DATA FOR ANALYSIS Block Start

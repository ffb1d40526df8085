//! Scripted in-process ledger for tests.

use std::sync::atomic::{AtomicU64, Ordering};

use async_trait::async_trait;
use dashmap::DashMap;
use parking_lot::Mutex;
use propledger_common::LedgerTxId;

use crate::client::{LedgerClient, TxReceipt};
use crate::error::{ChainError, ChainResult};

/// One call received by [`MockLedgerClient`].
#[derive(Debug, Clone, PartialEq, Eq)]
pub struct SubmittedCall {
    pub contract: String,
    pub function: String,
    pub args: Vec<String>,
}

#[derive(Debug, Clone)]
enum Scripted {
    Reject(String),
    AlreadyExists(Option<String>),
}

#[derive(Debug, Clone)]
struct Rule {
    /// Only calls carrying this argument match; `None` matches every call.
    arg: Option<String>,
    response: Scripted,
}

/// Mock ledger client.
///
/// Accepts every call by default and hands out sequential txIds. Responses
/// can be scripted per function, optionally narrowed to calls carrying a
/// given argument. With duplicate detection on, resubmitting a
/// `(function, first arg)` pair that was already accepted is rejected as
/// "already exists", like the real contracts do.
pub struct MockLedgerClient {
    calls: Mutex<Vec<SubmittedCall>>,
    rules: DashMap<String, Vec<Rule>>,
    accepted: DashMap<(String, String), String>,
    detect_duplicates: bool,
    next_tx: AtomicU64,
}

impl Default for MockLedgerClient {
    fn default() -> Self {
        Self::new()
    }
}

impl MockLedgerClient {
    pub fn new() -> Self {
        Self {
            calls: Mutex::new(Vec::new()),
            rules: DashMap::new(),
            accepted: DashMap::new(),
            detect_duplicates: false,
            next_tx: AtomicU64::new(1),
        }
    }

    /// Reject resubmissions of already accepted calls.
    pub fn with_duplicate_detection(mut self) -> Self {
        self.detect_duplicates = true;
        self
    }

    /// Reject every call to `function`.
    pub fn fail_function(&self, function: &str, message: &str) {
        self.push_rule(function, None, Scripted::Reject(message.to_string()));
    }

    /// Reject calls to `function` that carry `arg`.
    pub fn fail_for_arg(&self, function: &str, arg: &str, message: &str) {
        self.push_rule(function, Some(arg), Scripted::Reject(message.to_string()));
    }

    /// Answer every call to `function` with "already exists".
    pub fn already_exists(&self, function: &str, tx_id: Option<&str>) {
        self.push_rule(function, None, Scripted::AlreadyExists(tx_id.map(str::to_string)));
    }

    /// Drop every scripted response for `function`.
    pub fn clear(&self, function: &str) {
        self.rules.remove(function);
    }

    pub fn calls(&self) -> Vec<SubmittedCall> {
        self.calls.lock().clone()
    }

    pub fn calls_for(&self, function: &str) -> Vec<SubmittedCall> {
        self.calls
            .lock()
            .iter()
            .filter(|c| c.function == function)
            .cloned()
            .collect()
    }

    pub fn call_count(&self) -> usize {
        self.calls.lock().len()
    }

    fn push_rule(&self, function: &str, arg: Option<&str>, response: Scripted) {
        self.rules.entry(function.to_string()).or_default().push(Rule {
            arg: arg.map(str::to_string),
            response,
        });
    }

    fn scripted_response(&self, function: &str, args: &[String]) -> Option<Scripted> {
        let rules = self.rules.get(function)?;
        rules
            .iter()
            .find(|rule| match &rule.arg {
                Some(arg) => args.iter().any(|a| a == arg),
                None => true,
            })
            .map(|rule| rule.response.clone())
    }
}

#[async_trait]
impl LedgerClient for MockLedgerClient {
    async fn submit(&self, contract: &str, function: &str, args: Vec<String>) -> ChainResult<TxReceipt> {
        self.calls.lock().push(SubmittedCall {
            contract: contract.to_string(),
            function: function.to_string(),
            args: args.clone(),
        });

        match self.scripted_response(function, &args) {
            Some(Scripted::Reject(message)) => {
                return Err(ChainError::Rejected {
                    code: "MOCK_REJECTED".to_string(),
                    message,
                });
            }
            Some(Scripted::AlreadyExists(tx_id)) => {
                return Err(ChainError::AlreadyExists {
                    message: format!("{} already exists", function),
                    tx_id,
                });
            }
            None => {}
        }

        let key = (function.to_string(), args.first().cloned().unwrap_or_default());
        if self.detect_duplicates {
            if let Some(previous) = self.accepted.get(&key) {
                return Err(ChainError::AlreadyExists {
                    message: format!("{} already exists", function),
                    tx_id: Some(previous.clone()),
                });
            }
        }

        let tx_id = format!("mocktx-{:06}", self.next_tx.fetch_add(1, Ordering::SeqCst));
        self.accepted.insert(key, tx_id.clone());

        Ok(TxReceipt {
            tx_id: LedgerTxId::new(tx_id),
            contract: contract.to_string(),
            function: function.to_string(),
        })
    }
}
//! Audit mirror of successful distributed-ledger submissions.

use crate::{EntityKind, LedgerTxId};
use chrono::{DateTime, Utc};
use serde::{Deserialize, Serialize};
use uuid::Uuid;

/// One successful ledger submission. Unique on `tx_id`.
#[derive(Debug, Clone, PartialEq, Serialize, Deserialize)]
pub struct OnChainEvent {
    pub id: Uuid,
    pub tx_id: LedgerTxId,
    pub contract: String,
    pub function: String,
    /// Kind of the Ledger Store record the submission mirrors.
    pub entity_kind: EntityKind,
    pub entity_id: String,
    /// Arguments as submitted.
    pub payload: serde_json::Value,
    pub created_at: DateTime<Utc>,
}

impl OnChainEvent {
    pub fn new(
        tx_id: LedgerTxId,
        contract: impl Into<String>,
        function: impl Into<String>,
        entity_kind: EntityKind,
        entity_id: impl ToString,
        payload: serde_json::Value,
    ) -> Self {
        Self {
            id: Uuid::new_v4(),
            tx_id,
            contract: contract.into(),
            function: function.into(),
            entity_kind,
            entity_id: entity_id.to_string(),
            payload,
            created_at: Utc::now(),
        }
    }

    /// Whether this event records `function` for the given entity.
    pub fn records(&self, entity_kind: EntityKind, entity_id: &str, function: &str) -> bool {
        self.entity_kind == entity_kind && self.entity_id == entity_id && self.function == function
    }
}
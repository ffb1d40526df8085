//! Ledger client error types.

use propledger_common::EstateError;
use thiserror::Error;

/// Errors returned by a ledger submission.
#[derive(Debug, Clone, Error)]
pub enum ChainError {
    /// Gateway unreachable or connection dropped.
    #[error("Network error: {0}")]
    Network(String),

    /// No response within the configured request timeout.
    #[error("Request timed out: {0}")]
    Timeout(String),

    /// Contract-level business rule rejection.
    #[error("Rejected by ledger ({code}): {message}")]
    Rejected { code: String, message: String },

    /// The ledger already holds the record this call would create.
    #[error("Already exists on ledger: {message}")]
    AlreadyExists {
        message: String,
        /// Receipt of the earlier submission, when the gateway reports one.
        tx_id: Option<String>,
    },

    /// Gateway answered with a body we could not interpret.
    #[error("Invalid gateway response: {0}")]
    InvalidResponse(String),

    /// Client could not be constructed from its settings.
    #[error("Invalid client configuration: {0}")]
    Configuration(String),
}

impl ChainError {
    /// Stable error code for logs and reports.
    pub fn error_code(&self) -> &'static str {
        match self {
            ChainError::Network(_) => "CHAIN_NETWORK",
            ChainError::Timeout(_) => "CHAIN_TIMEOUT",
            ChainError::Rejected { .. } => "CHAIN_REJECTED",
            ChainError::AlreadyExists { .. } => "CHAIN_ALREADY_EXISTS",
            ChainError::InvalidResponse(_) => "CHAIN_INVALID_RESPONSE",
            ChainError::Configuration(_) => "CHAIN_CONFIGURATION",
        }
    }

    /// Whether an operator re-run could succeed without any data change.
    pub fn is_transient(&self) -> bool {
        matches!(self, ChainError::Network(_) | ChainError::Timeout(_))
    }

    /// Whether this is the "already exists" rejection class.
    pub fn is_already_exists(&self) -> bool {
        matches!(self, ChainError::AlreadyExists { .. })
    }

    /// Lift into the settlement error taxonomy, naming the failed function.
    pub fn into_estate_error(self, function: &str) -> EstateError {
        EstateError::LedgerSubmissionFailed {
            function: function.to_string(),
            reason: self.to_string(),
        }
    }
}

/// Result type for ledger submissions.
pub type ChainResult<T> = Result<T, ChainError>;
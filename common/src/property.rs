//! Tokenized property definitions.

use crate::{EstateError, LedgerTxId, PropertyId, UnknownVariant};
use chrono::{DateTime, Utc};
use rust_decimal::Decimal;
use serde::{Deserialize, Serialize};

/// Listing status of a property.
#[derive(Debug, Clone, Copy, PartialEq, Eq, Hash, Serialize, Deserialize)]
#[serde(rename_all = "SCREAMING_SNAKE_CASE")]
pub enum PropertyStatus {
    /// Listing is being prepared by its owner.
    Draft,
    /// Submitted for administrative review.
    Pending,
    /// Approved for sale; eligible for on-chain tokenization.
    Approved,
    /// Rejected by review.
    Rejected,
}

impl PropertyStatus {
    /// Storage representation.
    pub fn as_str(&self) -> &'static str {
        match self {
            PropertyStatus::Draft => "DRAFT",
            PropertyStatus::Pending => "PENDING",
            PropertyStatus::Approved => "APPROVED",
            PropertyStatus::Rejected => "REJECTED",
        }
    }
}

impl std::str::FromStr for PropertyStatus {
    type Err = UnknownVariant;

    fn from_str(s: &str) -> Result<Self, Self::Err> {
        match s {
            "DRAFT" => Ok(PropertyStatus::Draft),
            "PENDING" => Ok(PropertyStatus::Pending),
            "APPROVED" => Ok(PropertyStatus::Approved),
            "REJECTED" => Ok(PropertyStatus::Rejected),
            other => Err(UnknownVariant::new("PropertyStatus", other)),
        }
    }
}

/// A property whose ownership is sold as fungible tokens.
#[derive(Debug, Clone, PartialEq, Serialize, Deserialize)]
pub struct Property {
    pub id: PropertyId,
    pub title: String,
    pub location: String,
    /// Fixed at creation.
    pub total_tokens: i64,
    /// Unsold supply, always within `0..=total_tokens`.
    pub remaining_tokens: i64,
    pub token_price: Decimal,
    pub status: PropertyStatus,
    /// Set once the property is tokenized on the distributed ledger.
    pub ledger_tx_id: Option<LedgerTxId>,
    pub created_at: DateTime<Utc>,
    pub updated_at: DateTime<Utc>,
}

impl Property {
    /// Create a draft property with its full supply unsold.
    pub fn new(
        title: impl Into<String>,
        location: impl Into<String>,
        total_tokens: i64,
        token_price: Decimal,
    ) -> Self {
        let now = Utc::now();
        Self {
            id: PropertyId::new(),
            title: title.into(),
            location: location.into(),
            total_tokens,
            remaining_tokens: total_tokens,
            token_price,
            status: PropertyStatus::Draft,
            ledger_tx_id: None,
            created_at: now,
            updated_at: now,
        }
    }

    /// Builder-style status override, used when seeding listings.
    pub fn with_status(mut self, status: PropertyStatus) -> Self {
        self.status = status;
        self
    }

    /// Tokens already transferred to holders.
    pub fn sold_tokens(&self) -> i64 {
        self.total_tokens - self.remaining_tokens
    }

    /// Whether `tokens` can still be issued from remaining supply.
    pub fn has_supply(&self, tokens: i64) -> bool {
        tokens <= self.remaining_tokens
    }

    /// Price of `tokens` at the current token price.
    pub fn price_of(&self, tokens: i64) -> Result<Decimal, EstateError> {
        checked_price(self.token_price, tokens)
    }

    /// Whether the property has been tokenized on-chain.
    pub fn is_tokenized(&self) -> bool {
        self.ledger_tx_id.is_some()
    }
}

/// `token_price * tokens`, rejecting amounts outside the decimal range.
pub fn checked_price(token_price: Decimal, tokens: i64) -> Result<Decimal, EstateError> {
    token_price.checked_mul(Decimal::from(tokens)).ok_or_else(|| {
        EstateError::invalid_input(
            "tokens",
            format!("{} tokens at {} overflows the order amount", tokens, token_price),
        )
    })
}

DATA FOR ANALYSIS Block End

## [DIRECTIONS]
Taking the records from the top, repeat each line exactly until you have repeated the line that contains "pub fn fail_function(&self, function: &str, message: &str)".

## [YOUR RESPONSE]
repository ffb1d40526df8085
//! Scripted in-process ledger for tests.

use std::sync::atomic::{AtomicU64, Ordering};

use async_trait::async_trait;
use dashmap::DashMap;
use parking_lot::Mutex;
use propledger_common::LedgerTxId;

use crate::client::{LedgerClient, TxReceipt};
use crate::error::{ChainError, ChainResult};

/// One call received by [`MockLedgerClient`].
#[derive(Debug, Clone, PartialEq, Eq)]
pub struct SubmittedCall {
    pub contract: String,
    pub function: String,
    pub args: Vec<String>,
}

#[derive(Debug, Clone)]
enum Scripted {
    Reject(String),
    AlreadyExists(Option<String>),
}

#[derive(Debug, Clone)]
struct Rule {
    /// Only calls carrying this argument match; `None` matches every call.
    arg: Option<String>,
    response: Scripted,
}

/// Mock ledger client.
///
/// Accepts every call by default and hands out sequential txIds. Responses
/// can be scripted per function, optionally narrowed to calls carrying a
/// given argument. With duplicate detection on, resubmitting a
/// `(function, first arg)` pair that was already accepted is rejected as
/// "already exists", like the real contracts do.
pub struct MockLedgerClient {
    calls: Mutex<Vec<SubmittedCall>>,
    rules: DashMap<String, Vec<Rule>>,
    accepted: DashMap<(String, String), String>,
    detect_duplicates: bool,
    next_tx: AtomicU64,
}

impl Default for MockLedgerClient {
    fn default() -> Self {
        Self::new()
    }
}

impl MockLedgerClient {
    pub fn new() -> Self {
        Self {
            calls: Mutex::new(Vec::new()),
            rules: DashMap::new(),
            accepted: DashMap::new(),
            detect_duplicates: false,
            next_tx: AtomicU64::new(1),
        }
    }

    /// Reject resubmissions of already accepted calls.
    pub fn with_duplicate_detection(mut self) -> Self {
        self.detect_duplicates = true;
        self
    }

    /// Reject every call to `function`.
    pub fn fail_function(&self, function: &str, message: &str) {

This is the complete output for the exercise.